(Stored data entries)
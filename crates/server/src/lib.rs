//! HTTP server for Stowage, an idempotent file upload service.
//!
//! This crate provides:
//! - The idempotency coordinator deciding replay, proceed or conflict
//! - Upload orchestration over the object and metadata stores
//! - File read, download, list and delete endpoints
//! - Stale operation and retention reapers, scheduled and on demand

pub mod error;
pub mod files;
pub mod handlers;
pub mod idempotency;
pub mod metrics;
pub mod orchestrator;
pub mod reaper;
pub mod routes;
pub mod state;

#[cfg(test)]
mod testing;

pub use error::ApiError;
pub use files::FileService;
pub use idempotency::{Decision, IdempotencyCoordinator};
pub use orchestrator::{UploadOrchestrator, UploadRequest};
pub use reaper::{Reaper, SweepStats};
pub use routes::create_router;
pub use state::AppState;
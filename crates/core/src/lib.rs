//! Core domain types and shared logic for Stowage.
//!
//! This crate defines the data model used across all other crates:
//! - Owner identifiers and idempotency keys
//! - Idempotency record lifecycle states
//! - Upload and file info response payloads
//! - Stored object key derivation
//! - Application configuration

pub mod config;
pub mod error;
pub mod idempotency;
pub mod upload;

pub use error::{Error, Result};
pub use idempotency::{IdempotencyKey, IdempotencyStatus, OwnerId};
pub use upload::{FileInfoResponse, FileUploadResponse, StoredKey};

/// Content type recorded when the client does not send one.
pub const DEFAULT_CONTENT_TYPE: &str = "application/octet-stream";

/// Message attached to records failed by the stale operation reaper.
pub const STALE_TIMEOUT_MESSAGE: &str = "Operation timeout - cleaned up by background job";
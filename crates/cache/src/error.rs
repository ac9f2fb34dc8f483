//! Cache error types.

use thiserror::Error;

/// Cache operation errors.
///
/// Callers treat every cache error as a miss; the metadata store stays the
/// source of truth.
#[derive(Debug, Error)]
pub enum CacheError {
    #[error("redis error: {0}")]
    Redis(#[from] redis::RedisError),

    #[error("cache connection error: {0}")]
    Connection(String),

    #[error("cache configuration error: {0}")]
    Config(String),
}

/// Result type for cache operations.
pub type CacheResult<T> = std::result::Result<T, CacheError>;

#[cfg(test)]
mod tests {
    use super::*;

    #[test]
    fn test_redis_error_display() {
        let redis_error = redis::RedisError::from(std::io::Error::other("refused"));
        let err = CacheError::from(redis_error);
        assert!(err.to_string().starts_with("redis error:"));
        assert!(err.to_string().contains("refused"));
    }
}
//! Health check handler.

use crate::error::ApiResult;
use crate::state::AppState;
use axum::Json;
use axum::extract::State;
use serde::{Deserialize, Serialize};

/// Health check response.
#[derive(Debug, Serialize, Deserialize)]
pub struct HealthResponse {
    pub status: String,
    pub version: String,
    pub storage: String,
    pub metadata: String,
}

/// GET /health - Verify the object store and metadata store respond.
///
/// Unauthenticated for load balancers and orchestrator checks. Any failing dependency
/// turns into a 503 with the generic unavailable message.
pub async fn health_check(State(state): State<AppState>) -> ApiResult<Json<HealthResponse>> {
    state.metadata.health_check().await?;
    state.storage.health_check().await?;

    Ok(Json(HealthResponse {
        status: "ok".to_string(),
        version: env!("CARGO_PKG_VERSION").to_string(),
        storage: state.storage.backend_name().to_string(),
        metadata: state.metadata.backend_name().to_string(),
    }))
}
//! Test fixtures for building upload requests.

use axum::body::Body;
use axum::http::Request;
use bytes::Bytes;
use uuid::Uuid;

/// Multipart boundary used by [`multipart_body`].
pub const BOUNDARY: &str = "stowage-test-boundary";

/// Generate deterministic test data based on a seed.
#[allow(dead_code)]
pub fn seeded_bytes(seed: u64, len: usize) -> Bytes {
    let mut data = vec![0u8; len];
    let mut state = seed;

    for chunk in data.chunks_mut(8) {
        // Simple LCG for deterministic data
        state = state.wrapping_mul(6364136223846793005).wrapping_add(1);
        let bytes = state.to_le_bytes();
        for (i, byte) in chunk.iter_mut().enumerate() {
            *byte = bytes[i % 8];
        }
    }

    Bytes::from(data)
}

/// A single-part multipart body holding `data` under `field`.
pub fn multipart_body(field: &str, filename: &str, content_type: &str, data: &[u8]) -> Vec<u8> {
    let mut body = Vec::with_capacity(data.len() + 256);
    body.extend_from_slice(format!("--{BOUNDARY}\r\n").as_bytes());
    body.extend_from_slice(
        format!("Content-Disposition: form-data; name=\"{field}\"; filename=\"{filename}\"\r\n")
            .as_bytes(),
    );
    body.extend_from_slice(format!("Content-Type: {content_type}\r\n\r\n").as_bytes());
    body.extend_from_slice(data);
    body.extend_from_slice(format!("\r\n--{BOUNDARY}--\r\n").as_bytes());
    body
}

/// Upload request parameters with sensible defaults.
#[derive(Clone, Debug)]
pub struct UploadForm {
    pub user_id: Option<String>,
    pub key: Option<String>,
    pub saga_id: Option<String>,
    pub field: String,
    pub filename: String,
    pub content_type: String,
    pub data: Bytes,
}

#[allow(dead_code)]
impl UploadForm {
    pub fn new(user_id: i64, key: Uuid, data: &'static [u8]) -> Self {
        Self {
            user_id: Some(user_id.to_string()),
            key: Some(key.to_string()),
            saga_id: None,
            field: "file".to_string(),
            filename: "hello.txt".to_string(),
            content_type: "text/plain".to_string(),
            data: Bytes::from_static(data),
        }
    }

    pub fn with_data(mut self, data: Bytes) -> Self {
        self.data = data;
        self
    }

    pub fn into_request(self) -> Request<Body> {
        let mut builder = Request::builder()
            .method("POST")
            .uri("/files/upload")
            .header(
                "Content-Type",
                format!("multipart/form-data; boundary={BOUNDARY}"),
            );
        if let Some(user_id) = &self.user_id {
            builder = builder.header("X-User-Id", user_id);
        }
        if let Some(key) = &self.key {
            builder = builder.header("X-Idempotency-Key", key);
        }
        if let Some(saga_id) = &self.saga_id {
            builder = builder.header("X-Saga-Id", saga_id);
        }
        let body = multipart_body(&self.field, &self.filename, &self.content_type, &self.data);
        builder.body(Body::from(body)).unwrap()
    }
}

#[cfg(test)]
mod tests {
    use super::*;

    #[test]
    fn test_seeded_bytes_deterministic() {
        let a = seeded_bytes(42, 100);
        let b = seeded_bytes(42, 100);
        assert_eq!(a, b);

        let c = seeded_bytes(43, 100);
        assert_ne!(a, c);
    }

    #[test]
    fn test_multipart_body_frames_data() {
        let body = multipart_body("file", "a.txt", "text/plain", b"hello");
        let text = String::from_utf8(body).unwrap();
        assert!(text.starts_with(&format!("--{BOUNDARY}\r\n")));
        assert!(text.contains("name=\"file\"; filename=\"a.txt\""));
        assert!(text.ends_with(&format!("hello\r\n--{BOUNDARY}--\r\n")));
    }
}
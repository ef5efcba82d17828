//! Type definitions for parsed table schemas and generated statements

use indexmap::IndexMap;
use serde::{Deserialize, Serialize};

/// Represents one parsed CREATE TABLE statement
#[derive(Debug, Clone, Serialize, Deserialize)]
pub struct TableSchema {
    /// Table name, or "unknown" when the statement carries none
    pub table_name: String,
    /// Column name -> verbatim definition text, in source order
    pub columns: IndexMap<String, String>,
    /// Table-level constraint clauses, verbatim, in source order
    pub constraints: Vec<String>,
}

impl TableSchema {
    /// Create a new empty schema with the given table name
    pub fn new(table_name: &str) -> Self {
        Self {
            table_name: table_name.to_string(),
            columns: IndexMap::new(),
            constraints: Vec::new(),
        }
    }

    /// Add a column to the schema
    pub fn add_column(&mut self, name: &str, definition: &str) {
        self.columns.insert(name.to_string(), definition.to_string());
    }

    /// Add a table-level constraint clause to the schema
    pub fn add_constraint(&mut self, clause: &str) {
        self.constraints.push(clause.to_string());
    }
}

/// Kind of column-level change
#[derive(Debug, Clone, Copy, PartialEq, Eq, Serialize, Deserialize)]
#[serde(rename_all = "UPPERCASE")]
pub enum AlterKind {
    Add,
    Modify,
    Drop,
}

/// One generated ALTER TABLE statement
#[derive(Debug, Clone, Serialize, Deserialize)]
pub struct AlterStatement {
    pub kind: AlterKind,
    pub column: String,
    /// New column definition; absent for DROP
    #[serde(skip_serializing_if = "Option::is_none")]
    pub definition: Option<String>,
    /// The fully formed, ready-to-apply statement text
    pub statement: String,
}
//! Command-line interface for altergen

use clap::{Parser, ValueEnum};
use std::fs;
use std::path::PathBuf;
use std::process;

use altergen::{compare_tables, config, utils, Error, Result};

/// Generate ALTER TABLE statements by comparing two CREATE TABLE scripts
#[derive(Parser, Debug)]
#[command(name = "altergen", version, about)]
struct Cli {
    /// File containing the original CREATE TABLE script
    old: PathBuf,

    /// File containing the new CREATE TABLE script
    new: PathBuf,

    /// Write the generated statements to a file instead of stdout
    #[arg(short, long)]
    output: Option<PathBuf>,

    /// Output format for the generated statements
    #[arg(short, long, value_enum)]
    format: Option<OutputFormat>,

    /// Path to a TOML configuration file
    #[arg(short, long)]
    config: Option<PathBuf>,

    /// Suppress the change summary
    #[arg(short, long)]
    quiet: bool,
}

#[derive(ValueEnum, Clone, Copy, Debug)]
enum OutputFormat {
    Sql,
    Json,
}

fn main() {
    let cli = Cli::parse();
    if let Err(err) = run(&cli) {
        eprintln!("Error: {}", err);
        process::exit(1);
    }
}

fn run(cli: &Cli) -> Result<()> {
    let config = match &cli.config {
        Some(path) => config::load_from_file(path.to_str().ok_or_else(|| {
            Error::ConfigError("Config path is not valid UTF-8".to_string())
        })?)?,
        None => config::Config::default(),
    };

    utils::init_logging(&config.logging)?;

    let old_sql = fs::read_to_string(&cli.old)?;
    let new_sql = fs::read_to_string(&cli.new)?;

    let comparison = compare_tables(&old_sql, &new_sql)?;

    let output_config = config.output.unwrap_or_default();
    let format = cli.format.unwrap_or(match output_config.format.as_str() {
        "json" => OutputFormat::Json,
        _ => OutputFormat::Sql,
    });

    let rendered = match format {
        OutputFormat::Sql => comparison.formatted.clone(),
        OutputFormat::Json => serde_json::to_string_pretty(&comparison.statements)?,
    };

    match &cli.output {
        Some(path) => {
            fs::write(path, &rendered)?;
            tracing::info!(path = %path.display(), "statements written");
        }
        None => println!("{}", rendered),
    }

    if !cli.quiet && output_config.summary {
        eprintln!("{}", comparison.summary);
    }

    Ok(())
}
//! Configuration handling for altergen

use serde::{Deserialize, Serialize};
use std::fs;

use crate::error::{Error, Result};

/// Load configuration from a TOML file
pub fn load_from_file(path: &str) -> Result<Config> {
    let config_str = fs::read_to_string(path)
        .map_err(|e| Error::ConfigError(format!("Failed to read config file: {}", e)))?;

    let config: Config = toml::from_str(&config_str)
        .map_err(|e| Error::ConfigError(format!("Failed to parse config file: {}", e)))?;

    Ok(config)
}

/// Represents the complete altergen configuration
///
/// Configuration only affects the command-line layer; the parser and diff
/// generator take no configuration.
#[derive(Debug, Serialize, Deserialize, Clone, Default)]
pub struct Config {
    pub output: Option<OutputConfig>,
    pub logging: Option<LoggingConfig>,
}

/// Output generation configuration
#[derive(Debug, Serialize, Deserialize, Clone)]
pub struct OutputConfig {
    /// "sql" or "json"
    pub format: String,
    /// Print the change summary after the statements
    pub summary: bool,
}

impl Default for OutputConfig {
    fn default() -> Self {
        Self {
            format: "sql".to_string(),
            summary: true,
        }
    }
}

/// Logging configuration
#[derive(Debug, Serialize, Deserialize, Clone)]
pub struct LoggingConfig {
    pub level: String,
    pub file: Option<String>,
    pub format: String,
    pub stdout: bool,
}
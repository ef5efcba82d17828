//! altergen: generates column-level ALTER TABLE statements by comparing two
//! CREATE TABLE scripts
//!
//! altergen parses an "old" and a "new" table definition into structured
//! schemas, computes the column additions, modifications and drops between
//! them, and renders a ready-to-apply statement block plus a one-line change
//! summary. It never connects to a database; both inputs are plain text.

pub mod config;
pub mod error;
pub mod schema;
pub mod utils;

// Re-export main types for easier access
pub use config::Config;
pub use error::{Error, Result};
pub use schema::diff::SchemaDiff;
pub use schema::parser::parse_create_table;
pub use schema::types::{AlterKind, AlterStatement, TableSchema};

/// The outcome of comparing two table definitions
#[derive(Debug, Clone)]
pub struct Comparison {
    /// Generated statements in application order
    pub statements: Vec<AlterStatement>,
    /// Rendered statement block, blank-line separated
    pub formatted: String,
    /// One-line human-readable change summary
    pub summary: String,
}

impl Comparison {
    /// Check whether the comparison found any changes
    pub fn is_empty(&self) -> bool {
        self.statements.is_empty()
    }
}

/// Complete workflow: parse both definitions, diff them, and render the
/// output.
///
/// Blank input on either side fails with [`Error::EmptyInput`]; differing
/// table names fail with [`Error::SchemaMismatch`]. Malformed SQL never
/// fails, it degrades to a best-effort parse.
pub fn compare_tables(old_sql: &str, new_sql: &str) -> Result<Comparison> {
    if old_sql.trim().is_empty() || new_sql.trim().is_empty() {
        return Err(Error::EmptyInput);
    }

    let old_schema = parse_create_table(old_sql);
    let new_schema = parse_create_table(new_sql);
    tracing::debug!(
        table = %old_schema.table_name,
        old_columns = old_schema.columns.len(),
        new_columns = new_schema.columns.len(),
        "parsed table definitions"
    );

    let diff = SchemaDiff::generate(&old_schema, &new_schema)?;
    let formatted = schema::generator::format_statements(&diff.statements);
    let summary = schema::generator::changes_summary(&diff.statements);

    Ok(Comparison {
        statements: diff.statements,
        formatted,
        summary,
    })
}
//! Schema module for altergen
//!
//! This module handles CREATE TABLE parsing, comparison, and statement
//! generation.

pub mod diff;
pub mod generator;
pub mod parser;
pub mod types;

// Re-export key types
pub use diff::SchemaDiff;
pub use generator::{changes_summary, format_statements};
pub use parser::parse_create_table;
pub use types::{AlterKind, AlterStatement, TableSchema};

[DESCRIPTION OF THE TASK]
Nothing but the lines from the top of the records down to the line with "pub use error::ApiError;" belongs in the answer; repeat them exactly.

[WRITTEN ANSWER]
filename crates/server/src/lib.rs
//! HTTP server for Stowage, an idempotent file upload service.
//!
//! This crate provides:
//! - The idempotency coordinator deciding replay, proceed or conflict
//! - Upload orchestration over the object and metadata stores
//! - File read, download, list and delete endpoints
//! - Stale operation and retention reapers, scheduled and on demand

pub mod error;
pub mod files;
pub mod handlers;
pub mod idempotency;
pub mod metrics;
pub mod orchestrator;
pub mod reaper;
pub mod routes;
pub mod state;

#[cfg(test)]
mod testing;

pub use error::ApiError;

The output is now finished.